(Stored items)
++++++++++

//! Rule: Ambiguous Reference
//!
//! Warns when a rename made an identifier resolve to a different entity than
//! the one it was bound to. The dependency is left unresolved rather than
//! silently rebound.

use crate::expression::DependencyProblem;
use crate::model::{EntityId, EntityKind, Model};

use super::super::{Issue, ValidationRule};

pub struct AmbiguousReferenceRule;

impl ValidationRule for AmbiguousReferenceRule {
    fn id(&self) -> &'static str {
        "ambiguous-reference"
    }

    fn description(&self) -> &'static str {
        "Renamed references must still point at the renamed entity"
    }

    fn applies_to(&self, kind: EntityKind) -> bool {
        kind.is_expression()
    }

    fn validate(&self, model: &Model, entity: EntityId) -> Vec<Issue> {
        let Ok(dependencies) = model.dependencies(entity) else {
            return Vec::new();
        };
        dependencies
            .iter()
            .filter(|d| d.problem == Some(DependencyProblem::Ambiguous))
            .map(|d| {
                Issue::warning(
                    entity,
                    format!("'{}' became ambiguous after a rename", d.identifier),
                    self.id(),
                )
            })
            .collect()
    }
}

++++++++++

Task statement: Filter the data for the string "self". Copy each matching line.

Exercise response:
    fn id(&self) -> &'static str {
    fn description(&self) -> &'static str {
    fn applies_to(&self, kind: EntityKind) -> bool {
    fn validate(&self, model: &Model, entity: EntityId) -> Vec<Issue> {
                    self.id(),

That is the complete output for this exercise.